* [Work required]: In the listing below, find the line that contains "if !forward(env, strategy.try_is_action_approved(info, action))?" and the line that contains "forward(env, strategy.try_is_action_disapproved(info, action))?". Quote both and every line between them, exactly, and nothing more.
______________________________
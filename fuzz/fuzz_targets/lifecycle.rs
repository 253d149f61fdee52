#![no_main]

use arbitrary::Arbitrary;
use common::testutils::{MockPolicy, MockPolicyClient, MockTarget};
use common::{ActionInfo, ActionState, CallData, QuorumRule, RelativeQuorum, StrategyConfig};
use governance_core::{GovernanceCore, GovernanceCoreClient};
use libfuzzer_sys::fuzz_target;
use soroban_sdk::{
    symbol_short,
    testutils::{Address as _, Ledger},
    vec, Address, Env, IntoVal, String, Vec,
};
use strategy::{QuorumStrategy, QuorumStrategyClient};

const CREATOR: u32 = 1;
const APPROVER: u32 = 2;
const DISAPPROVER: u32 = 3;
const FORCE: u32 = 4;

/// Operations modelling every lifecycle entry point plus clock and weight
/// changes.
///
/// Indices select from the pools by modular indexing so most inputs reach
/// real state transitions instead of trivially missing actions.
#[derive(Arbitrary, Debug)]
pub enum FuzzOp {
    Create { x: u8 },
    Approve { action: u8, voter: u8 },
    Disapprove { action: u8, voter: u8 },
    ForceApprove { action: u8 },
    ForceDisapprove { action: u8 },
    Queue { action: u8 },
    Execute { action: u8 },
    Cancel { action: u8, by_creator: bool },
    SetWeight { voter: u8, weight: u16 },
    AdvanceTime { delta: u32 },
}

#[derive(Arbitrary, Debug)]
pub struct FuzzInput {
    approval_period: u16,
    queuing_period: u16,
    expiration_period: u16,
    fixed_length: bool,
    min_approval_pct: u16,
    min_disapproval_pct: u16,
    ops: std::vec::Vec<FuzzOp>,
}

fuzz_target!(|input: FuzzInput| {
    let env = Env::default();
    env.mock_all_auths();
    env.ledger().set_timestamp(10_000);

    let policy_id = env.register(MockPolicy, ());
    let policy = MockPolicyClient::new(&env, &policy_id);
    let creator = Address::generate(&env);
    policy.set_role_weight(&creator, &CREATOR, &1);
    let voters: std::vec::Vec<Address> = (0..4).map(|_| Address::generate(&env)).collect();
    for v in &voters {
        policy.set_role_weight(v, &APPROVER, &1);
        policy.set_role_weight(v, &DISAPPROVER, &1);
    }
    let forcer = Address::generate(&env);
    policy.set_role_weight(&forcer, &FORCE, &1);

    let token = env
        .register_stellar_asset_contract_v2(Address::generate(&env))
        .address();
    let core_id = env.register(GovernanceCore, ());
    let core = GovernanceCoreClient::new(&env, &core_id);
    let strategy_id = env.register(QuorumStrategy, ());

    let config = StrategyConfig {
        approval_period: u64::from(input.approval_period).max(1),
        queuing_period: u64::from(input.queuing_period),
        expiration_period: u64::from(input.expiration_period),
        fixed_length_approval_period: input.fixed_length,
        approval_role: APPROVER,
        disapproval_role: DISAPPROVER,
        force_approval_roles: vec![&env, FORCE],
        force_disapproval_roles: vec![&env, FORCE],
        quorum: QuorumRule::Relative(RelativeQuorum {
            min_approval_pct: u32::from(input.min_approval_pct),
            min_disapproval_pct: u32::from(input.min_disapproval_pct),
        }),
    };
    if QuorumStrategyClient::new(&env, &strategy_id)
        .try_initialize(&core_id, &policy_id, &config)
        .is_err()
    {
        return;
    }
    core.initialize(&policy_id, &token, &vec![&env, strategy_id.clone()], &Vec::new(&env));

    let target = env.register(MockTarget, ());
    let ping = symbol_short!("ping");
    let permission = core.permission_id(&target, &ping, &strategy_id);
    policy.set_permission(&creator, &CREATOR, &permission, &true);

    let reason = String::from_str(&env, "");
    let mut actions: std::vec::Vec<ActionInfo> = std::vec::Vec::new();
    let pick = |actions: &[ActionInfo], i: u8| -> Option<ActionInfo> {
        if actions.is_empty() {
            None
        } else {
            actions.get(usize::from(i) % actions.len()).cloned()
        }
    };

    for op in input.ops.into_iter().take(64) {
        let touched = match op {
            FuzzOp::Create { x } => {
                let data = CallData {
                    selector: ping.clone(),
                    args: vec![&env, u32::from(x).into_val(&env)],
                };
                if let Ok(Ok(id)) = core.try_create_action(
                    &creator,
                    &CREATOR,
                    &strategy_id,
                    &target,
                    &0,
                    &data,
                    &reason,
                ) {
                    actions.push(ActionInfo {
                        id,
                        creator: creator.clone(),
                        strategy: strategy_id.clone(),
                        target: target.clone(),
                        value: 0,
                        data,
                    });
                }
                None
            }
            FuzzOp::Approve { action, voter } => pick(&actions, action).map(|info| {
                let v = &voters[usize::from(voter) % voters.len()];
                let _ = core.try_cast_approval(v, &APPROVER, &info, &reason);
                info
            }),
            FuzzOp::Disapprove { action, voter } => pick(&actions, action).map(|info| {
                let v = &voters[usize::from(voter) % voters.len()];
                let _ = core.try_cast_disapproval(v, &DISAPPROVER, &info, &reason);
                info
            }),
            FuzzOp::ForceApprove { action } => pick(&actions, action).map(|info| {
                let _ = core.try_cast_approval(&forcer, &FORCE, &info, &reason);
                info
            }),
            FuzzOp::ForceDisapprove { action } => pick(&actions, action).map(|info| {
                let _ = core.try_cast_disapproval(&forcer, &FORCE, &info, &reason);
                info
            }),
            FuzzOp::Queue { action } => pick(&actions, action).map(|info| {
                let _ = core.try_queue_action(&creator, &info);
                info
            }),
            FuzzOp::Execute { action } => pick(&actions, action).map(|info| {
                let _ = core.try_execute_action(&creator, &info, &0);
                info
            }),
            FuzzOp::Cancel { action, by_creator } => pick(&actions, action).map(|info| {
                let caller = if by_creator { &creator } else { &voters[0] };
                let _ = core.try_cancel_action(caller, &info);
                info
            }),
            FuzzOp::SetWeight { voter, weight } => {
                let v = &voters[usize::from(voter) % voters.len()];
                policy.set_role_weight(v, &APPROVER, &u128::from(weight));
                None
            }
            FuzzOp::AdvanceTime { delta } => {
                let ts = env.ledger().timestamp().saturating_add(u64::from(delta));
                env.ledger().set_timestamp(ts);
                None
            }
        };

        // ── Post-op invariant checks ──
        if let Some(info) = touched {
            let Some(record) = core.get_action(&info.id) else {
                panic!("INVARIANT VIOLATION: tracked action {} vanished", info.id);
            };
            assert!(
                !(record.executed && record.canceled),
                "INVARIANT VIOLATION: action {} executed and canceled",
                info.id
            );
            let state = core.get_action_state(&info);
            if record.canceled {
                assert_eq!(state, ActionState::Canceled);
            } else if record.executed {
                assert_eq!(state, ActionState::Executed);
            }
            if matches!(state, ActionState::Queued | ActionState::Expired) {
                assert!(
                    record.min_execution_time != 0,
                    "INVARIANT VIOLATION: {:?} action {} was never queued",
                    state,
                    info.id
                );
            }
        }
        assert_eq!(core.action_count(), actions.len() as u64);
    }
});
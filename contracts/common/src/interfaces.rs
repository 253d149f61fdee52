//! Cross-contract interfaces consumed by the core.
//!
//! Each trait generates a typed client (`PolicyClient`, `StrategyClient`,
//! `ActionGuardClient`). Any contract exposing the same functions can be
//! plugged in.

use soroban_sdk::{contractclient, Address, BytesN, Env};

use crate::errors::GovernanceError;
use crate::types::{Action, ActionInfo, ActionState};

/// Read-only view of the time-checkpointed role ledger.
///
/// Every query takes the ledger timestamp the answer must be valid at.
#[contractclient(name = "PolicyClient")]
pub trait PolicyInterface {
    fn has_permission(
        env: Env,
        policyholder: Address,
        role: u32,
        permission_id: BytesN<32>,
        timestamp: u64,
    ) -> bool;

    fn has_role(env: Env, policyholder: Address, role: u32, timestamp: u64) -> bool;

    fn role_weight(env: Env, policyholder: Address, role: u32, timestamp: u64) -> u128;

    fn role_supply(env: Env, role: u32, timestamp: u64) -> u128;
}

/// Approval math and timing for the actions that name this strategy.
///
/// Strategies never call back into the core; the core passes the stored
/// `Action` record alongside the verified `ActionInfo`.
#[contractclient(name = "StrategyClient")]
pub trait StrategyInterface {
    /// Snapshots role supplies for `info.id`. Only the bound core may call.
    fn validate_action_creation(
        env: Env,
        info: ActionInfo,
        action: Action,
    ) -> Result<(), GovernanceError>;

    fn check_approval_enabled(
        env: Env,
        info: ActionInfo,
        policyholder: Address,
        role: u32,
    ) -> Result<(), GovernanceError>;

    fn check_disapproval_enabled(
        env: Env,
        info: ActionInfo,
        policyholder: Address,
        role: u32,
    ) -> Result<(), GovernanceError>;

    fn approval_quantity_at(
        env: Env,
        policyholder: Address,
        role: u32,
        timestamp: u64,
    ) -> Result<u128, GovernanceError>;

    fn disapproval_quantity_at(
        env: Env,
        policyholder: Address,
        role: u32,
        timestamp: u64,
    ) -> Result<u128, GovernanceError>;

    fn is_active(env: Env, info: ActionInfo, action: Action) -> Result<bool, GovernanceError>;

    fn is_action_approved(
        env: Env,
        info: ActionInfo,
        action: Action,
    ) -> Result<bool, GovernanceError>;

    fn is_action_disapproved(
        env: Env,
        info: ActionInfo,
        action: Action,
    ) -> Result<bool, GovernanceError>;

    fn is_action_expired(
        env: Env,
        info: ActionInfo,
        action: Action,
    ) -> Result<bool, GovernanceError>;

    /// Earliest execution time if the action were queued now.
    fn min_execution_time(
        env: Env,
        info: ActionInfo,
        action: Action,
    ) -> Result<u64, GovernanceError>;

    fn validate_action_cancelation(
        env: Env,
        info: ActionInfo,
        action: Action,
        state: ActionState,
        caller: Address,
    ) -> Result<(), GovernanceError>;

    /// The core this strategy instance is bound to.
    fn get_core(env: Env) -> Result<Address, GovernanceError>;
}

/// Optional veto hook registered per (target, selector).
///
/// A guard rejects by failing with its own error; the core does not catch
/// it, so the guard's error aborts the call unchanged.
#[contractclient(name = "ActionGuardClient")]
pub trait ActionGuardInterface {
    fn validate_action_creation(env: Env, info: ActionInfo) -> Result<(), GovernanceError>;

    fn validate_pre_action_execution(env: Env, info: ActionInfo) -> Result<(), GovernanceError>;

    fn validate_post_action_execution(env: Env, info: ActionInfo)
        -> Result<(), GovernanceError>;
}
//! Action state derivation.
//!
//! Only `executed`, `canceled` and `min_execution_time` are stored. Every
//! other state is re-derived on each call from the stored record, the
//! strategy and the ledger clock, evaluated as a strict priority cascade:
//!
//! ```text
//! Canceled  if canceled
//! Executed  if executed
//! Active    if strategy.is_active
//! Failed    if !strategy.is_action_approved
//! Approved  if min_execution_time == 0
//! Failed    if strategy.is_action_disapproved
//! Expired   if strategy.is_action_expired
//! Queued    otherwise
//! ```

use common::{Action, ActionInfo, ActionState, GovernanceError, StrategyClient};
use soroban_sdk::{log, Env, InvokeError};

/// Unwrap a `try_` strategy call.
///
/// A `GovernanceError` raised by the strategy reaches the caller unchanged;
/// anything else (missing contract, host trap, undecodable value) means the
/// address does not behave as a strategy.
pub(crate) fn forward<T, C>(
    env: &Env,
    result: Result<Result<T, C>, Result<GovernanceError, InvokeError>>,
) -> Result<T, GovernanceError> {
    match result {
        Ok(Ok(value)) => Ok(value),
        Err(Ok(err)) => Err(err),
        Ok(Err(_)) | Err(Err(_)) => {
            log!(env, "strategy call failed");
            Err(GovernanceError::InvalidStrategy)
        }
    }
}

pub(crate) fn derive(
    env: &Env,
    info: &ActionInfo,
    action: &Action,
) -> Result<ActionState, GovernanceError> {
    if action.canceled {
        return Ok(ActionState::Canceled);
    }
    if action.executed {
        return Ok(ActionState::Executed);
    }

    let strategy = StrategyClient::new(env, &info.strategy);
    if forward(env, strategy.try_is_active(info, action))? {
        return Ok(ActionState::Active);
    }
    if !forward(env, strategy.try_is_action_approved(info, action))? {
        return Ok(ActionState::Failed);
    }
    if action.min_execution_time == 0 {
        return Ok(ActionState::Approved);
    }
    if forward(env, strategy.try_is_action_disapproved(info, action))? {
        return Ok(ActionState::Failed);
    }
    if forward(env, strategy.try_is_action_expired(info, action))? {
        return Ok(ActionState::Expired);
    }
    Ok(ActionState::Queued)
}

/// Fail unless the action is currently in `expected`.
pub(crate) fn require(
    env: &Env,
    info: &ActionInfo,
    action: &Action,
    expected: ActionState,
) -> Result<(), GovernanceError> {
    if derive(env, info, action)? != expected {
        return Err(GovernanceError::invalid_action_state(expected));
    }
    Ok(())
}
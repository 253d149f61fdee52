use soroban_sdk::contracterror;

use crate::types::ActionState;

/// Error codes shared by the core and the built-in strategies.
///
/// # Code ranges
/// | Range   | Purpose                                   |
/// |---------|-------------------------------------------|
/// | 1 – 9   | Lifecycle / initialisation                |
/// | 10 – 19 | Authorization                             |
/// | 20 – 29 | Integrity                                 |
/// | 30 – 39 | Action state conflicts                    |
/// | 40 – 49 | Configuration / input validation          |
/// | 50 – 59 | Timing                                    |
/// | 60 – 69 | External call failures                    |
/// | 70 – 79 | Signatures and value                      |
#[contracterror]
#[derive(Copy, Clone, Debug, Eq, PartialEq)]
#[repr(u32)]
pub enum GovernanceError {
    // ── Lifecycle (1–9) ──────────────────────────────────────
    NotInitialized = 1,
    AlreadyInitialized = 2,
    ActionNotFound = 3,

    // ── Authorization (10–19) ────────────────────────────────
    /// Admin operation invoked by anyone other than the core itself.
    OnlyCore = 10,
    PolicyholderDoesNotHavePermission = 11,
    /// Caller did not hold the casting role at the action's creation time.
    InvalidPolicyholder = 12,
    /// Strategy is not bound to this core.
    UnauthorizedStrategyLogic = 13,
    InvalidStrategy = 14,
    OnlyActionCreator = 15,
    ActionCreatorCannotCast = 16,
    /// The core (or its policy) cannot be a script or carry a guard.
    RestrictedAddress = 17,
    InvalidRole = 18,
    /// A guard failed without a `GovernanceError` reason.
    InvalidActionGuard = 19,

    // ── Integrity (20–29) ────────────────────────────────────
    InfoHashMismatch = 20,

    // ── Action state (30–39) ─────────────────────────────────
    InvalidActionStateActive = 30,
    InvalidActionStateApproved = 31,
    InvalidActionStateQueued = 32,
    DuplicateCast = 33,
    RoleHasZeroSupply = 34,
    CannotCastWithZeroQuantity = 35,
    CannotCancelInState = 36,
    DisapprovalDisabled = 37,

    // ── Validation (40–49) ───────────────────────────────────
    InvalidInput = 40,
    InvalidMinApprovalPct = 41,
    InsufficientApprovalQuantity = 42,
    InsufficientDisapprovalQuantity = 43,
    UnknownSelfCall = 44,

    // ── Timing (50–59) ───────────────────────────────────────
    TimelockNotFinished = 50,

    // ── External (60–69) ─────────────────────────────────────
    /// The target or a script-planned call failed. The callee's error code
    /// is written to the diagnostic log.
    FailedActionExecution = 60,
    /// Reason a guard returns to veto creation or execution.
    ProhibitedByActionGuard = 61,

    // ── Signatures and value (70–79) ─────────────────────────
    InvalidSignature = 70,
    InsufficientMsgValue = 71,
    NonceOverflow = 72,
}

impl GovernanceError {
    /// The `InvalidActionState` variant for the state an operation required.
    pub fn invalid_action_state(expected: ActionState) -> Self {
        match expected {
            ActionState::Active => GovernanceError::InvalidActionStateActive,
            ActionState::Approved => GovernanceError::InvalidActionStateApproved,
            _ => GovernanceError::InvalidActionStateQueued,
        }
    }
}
______________________________
* [Problem solution]:
    if !forward(env, strategy.try_is_action_approved(info, action))? {
        return Ok(ActionState::Failed);
    }
    if action.min_execution_time == 0 {
        return Ok(ActionState::Approved);
    }
    if forward(env, strategy.try_is_action_disapproved(info, action))? {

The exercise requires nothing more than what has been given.